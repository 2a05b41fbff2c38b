//! In-process event bus backed by a tokio broadcast channel.
//!
//! Every store mutation is published once; each subscriber attaches an
//! [`EventFilter`] when subscribing and only ever sees the matching slice.

use std::future::Future;

use tokio::sync::broadcast;
use tokio::sync::broadcast::error::RecvError;

use pixelhub_domain::error::PixelHubError;
use pixelhub_domain::event::ChangeEvent;
use pixelhub_domain::path::Namespace;

use crate::ports::EventPublisher;

/// In-process event bus using a tokio [`broadcast`] channel.
///
/// Publishing succeeds even when there are no active subscribers
/// (the event is simply dropped).
#[derive(Clone)]
pub struct InProcessEventBus {
    sender: broadcast::Sender<ChangeEvent>,
}

impl InProcessEventBus {
    /// Create a new event bus with the given channel capacity.
    #[must_use]
    pub fn new(capacity: usize) -> Self {
        let (sender, _) = broadcast::channel(capacity);
        Self { sender }
    }

    /// Subscribe to every event on this bus.
    ///
    /// Returns a subscription that will get all events published *after*
    /// it is created.
    #[must_use]
    pub fn subscribe(&self) -> Subscription {
        self.subscribe_filtered(EventFilter::All)
    }

    /// Subscribe to the events matching `filter`.
    #[must_use]
    pub fn subscribe_filtered(&self, filter: EventFilter) -> Subscription {
        Subscription {
            receiver: self.sender.subscribe(),
            filter,
        }
    }

    /// Number of live subscriptions.
    #[must_use]
    pub fn subscriber_count(&self) -> usize {
        self.sender.receiver_count()
    }
}

impl EventPublisher for InProcessEventBus {
    fn publish(
        &self,
        event: ChangeEvent,
    ) -> impl Future<Output = Result<(), PixelHubError>> + Send {
        // send fails only when there are zero receivers
        let _ = self.sender.send(event);
        async { Ok(()) }
    }
}

/// Predicate attached to a [`Subscription`].
#[derive(Debug, Clone)]
pub enum EventFilter {
    /// Every event on the bus.
    All,
    /// Events whose id lies inside the given namespace.
    Namespace(Namespace),
}

impl EventFilter {
    #[must_use]
    pub fn matches(&self, event: &ChangeEvent) -> bool {
        match self {
            Self::All => true,
            Self::Namespace(namespace) => namespace.contains(event.id()),
        }
    }
}

/// Receiving end of the bus for one consumer.
///
/// Dropping the subscription unsubscribes.
pub struct Subscription {
    receiver: broadcast::Receiver<ChangeEvent>,
    filter: EventFilter,
}

impl Subscription {
    /// Wait for the next matching event.
    ///
    /// Returns `None` once the bus is gone. A subscriber that falls behind
    /// the channel capacity loses the oldest events; this is logged and
    /// reception continues with the oldest retained event.
    ///
    /// Cancel safe: dropping the future never loses a matching event.
    pub async fn recv(&mut self) -> Option<ChangeEvent> {
        loop {
            match self.receiver.recv().await {
                Ok(event) if self.filter.matches(&event) => return Some(event),
                Ok(_) => {}
                Err(RecvError::Lagged(skipped)) => {
                    tracing::warn!(skipped, "subscriber lagged behind, events dropped");
                }
                Err(RecvError::Closed) => return None,
            }
        }
    }
}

▶ AIM OF THE TASK
Counting every line that holds the string "when", give the total for the data above and nothing else.

▶ RESULT OF THE EXERCISE
3